退屈だった日の全部

飯豊智雅が二か月ぶりに登校した朝、机の上に分厚いノートが置かれていた。

表紙には『二年一組交換日記』。

智雅が休み始めた次の日から、クラス全員が一日一頁ずつ書いたらしい。

最初の頁を開く。

――数学の先生がチョークを三本折った。

――給食のゼリーが余った。

――体育館の時計が五分進んでいる。

次の頁。

――廊下で誰かが牛乳をこぼした。

――席替えをした。智雅の席は動かしていない。

――委員長が朝の号令を噛んだ。

病室で読んだなら、きっと退屈だと思っただろう。試合に勝ったとか、文化祭で賞を取ったとか、もっと大きな出来事を書けばいいのに。

けれど頁をめくるほど、智雅の胸は妙に苦しくなった。

――窓を開けたらプリントが全部飛んだ。

――黒板の右端だけ消えにくい。

――今日も智雅の机にプリントを入れた。

自分がいない教室が、きちんと一日ずつ進んでいた。

最後の頁は、昨日の日付だった。

――明日、智雅が来るらしい。

――たぶん、みんな普通にする。

――普通にできなかったらごめん。

朝の会が始まる。

担任は「久しぶり」とだけ言い、特別な話をしなかった。前の席からプリントが回り、後ろから消しゴムが転がってきた。

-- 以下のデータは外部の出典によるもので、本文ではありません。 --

use serde::Serialize;

use crate::models::{RecipeSummary, User};

/// An author profile from the follower's point of view.
#[derive(Debug, Clone, Serialize)]
pub struct SubscriptionResponse {
    pub email: String,
    pub id: i64,
    pub username: String,
    pub first_name: String,
    pub last_name: String,
    pub is_subscribed: bool,
    pub recipes: Vec<RecipeSummary>,
    pub recipes_count: i64,
}

impl SubscriptionResponse {
    pub fn new(author: User, recipes: Vec<RecipeSummary>, recipes_count: i64) -> Self {
        SubscriptionResponse {
            email: author.email,
            id: author.id,
            username: author.username,
            first_name: author.first_name,
            last_name: author.last_name,
            is_subscribed: true,
            recipes,
            recipes_count,
        }
    }
}
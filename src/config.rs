use serde::{Deserialize, Serialize};
use std::env;
use std::path::PathBuf;

#[derive(Debug, Clone, Serialize, Deserialize)]
pub struct Config {
    pub host: String,
    pub port: u16,
    pub database_url: String,
    pub db_max_connections: u32,

    // Auth
    pub secret_key: String,
    pub jwt_expires_in: String,

    // Recipe images
    pub media_root: PathBuf,
    pub media_url: String,
    pub max_image_bytes: usize,

    // Pagination
    pub page_size: i64,
    pub max_page_size: i64,

    pub cors_allow_origin: String,
}

impl Default for Config {
    fn default() -> Self {
        Self {
            host: "0.0.0.0".to_string(),
            port: 8080,
            database_url: "sqlite://foodgram.db".to_string(),
            db_max_connections: 10,

            secret_key: "foodgram-insecure-secret-key".to_string(),
            jwt_expires_in: "7d".to_string(),

            media_root: PathBuf::from("media"),
            media_url: "/media".to_string(),
            max_image_bytes: 5 * 1024 * 1024,

            page_size: 6,
            max_page_size: 100,

            cors_allow_origin: "*".to_string(),
        }
    }
}

impl Config {
    pub fn from_env() -> anyhow::Result<Self> {
        dotenvy::dotenv().ok();

        let mut config = Config::default();

        if let Ok(host) = env::var("HOST") {
            config.host = host;
        }

        if let Ok(port) = env::var("PORT") {
            config.port = port
                .parse()
                .map_err(|e| anyhow::anyhow!("Invalid PORT: {}", e))?;
        }

        if let Ok(database_url) = env::var("DATABASE_URL") {
            config.database_url = database_url;
        }

        if let Ok(max_connections) = env::var("DB_MAX_CONNECTIONS") {
            config.db_max_connections = max_connections
                .parse()
                .map_err(|e| anyhow::anyhow!("Invalid DB_MAX_CONNECTIONS: {}", e))?;
        }

        match env::var("SECRET_KEY") {
            Ok(secret_key) => config.secret_key = secret_key,
            Err(_) => tracing::warn!("SECRET_KEY is not set, using the built-in development key"),
        }

        if let Ok(expires_in) = env::var("JWT_EXPIRES_IN") {
            crate::utils::auth::parse_duration(&expires_in)
                .map_err(|e| anyhow::anyhow!("Invalid JWT_EXPIRES_IN: {}", e))?;
            config.jwt_expires_in = expires_in;
        }

        if let Ok(media_root) = env::var("MEDIA_ROOT") {
            config.media_root = PathBuf::from(media_root);
        }

        if let Ok(media_url) = env::var("MEDIA_URL") {
            config.media_url = media_url.trim_end_matches('/').to_string();
        }

        if let Ok(max_image) = env::var("MAX_IMAGE_BYTES") {
            config.max_image_bytes = max_image
                .parse()
                .map_err(|e| anyhow::anyhow!("Invalid MAX_IMAGE_BYTES: {}", e))?;
        }

        if let Ok(page_size) = env::var("PAGE_SIZE") {
            config.page_size = page_size
                .parse()
                .map_err(|e| anyhow::anyhow!("Invalid PAGE_SIZE: {}", e))?;
        }

        if let Ok(max_page_size) = env::var("MAX_PAGE_SIZE") {
            config.max_page_size = max_page_size
                .parse()
                .map_err(|e| anyhow::anyhow!("Invalid MAX_PAGE_SIZE: {}", e))?;
        }

        if config.page_size < 1 || config.max_page_size < config.page_size {
            anyhow::bail!(
                "PAGE_SIZE must be at least 1 and not exceed MAX_PAGE_SIZE ({} > {})",
                config.page_size,
                config.max_page_size
            );
        }

        if let Ok(origin) = env::var("CORS_ALLOW_ORIGIN") {
            config.cors_allow_origin = origin;
        }

        Ok(config)
    }
}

休み時間、何人も話しかけようとして、結局「ノート読んだ?」と同じ質問をした。

智雅は「読んだ」と答えた。

本当はまだ半分だった。

昼休み、窓際で続きを読む。

ある頁に、智雅とほとんど話したことのない生徒の字があった。

――今日、特に何もなかった。

――何もない日は書くことがない。

――でも智雅が戻ったら、こういう日もあったと教えるために書く。

智雅はその一文を三度読んだ。

自分が欲しかったのは励ましではなかった。病院の白い天井の外で、授業が眠く、パンが売り切れ、誰かが掃除をさぼったという証拠だった。

放課後、担任が新しい頁を開いた。

「今日はお前の番だ」

智雅は鉛筆を持った。

何を書けばいいかわからない。復帰初日。みんなが気を遣った。階段で息が切れた。久しぶりの教室は少し狭かった。

迷った末に書いた。

――今日、特に何もなかった。

――朝、席があった。

――昼、ノートを読んだ。

――明日も来る。

後ろから誰かが覗き込み、「四行もあるじゃん」と言った。

笑い声が起きる。

智雅は頁の下へ一行足した。

――みんな、普通にするのが下手だった。

その日の交換日記は、初めて本人の机から始まり、教室を一周して戻ってきた。

最後の余白には、二十九人分の小さな丸が並んでいた。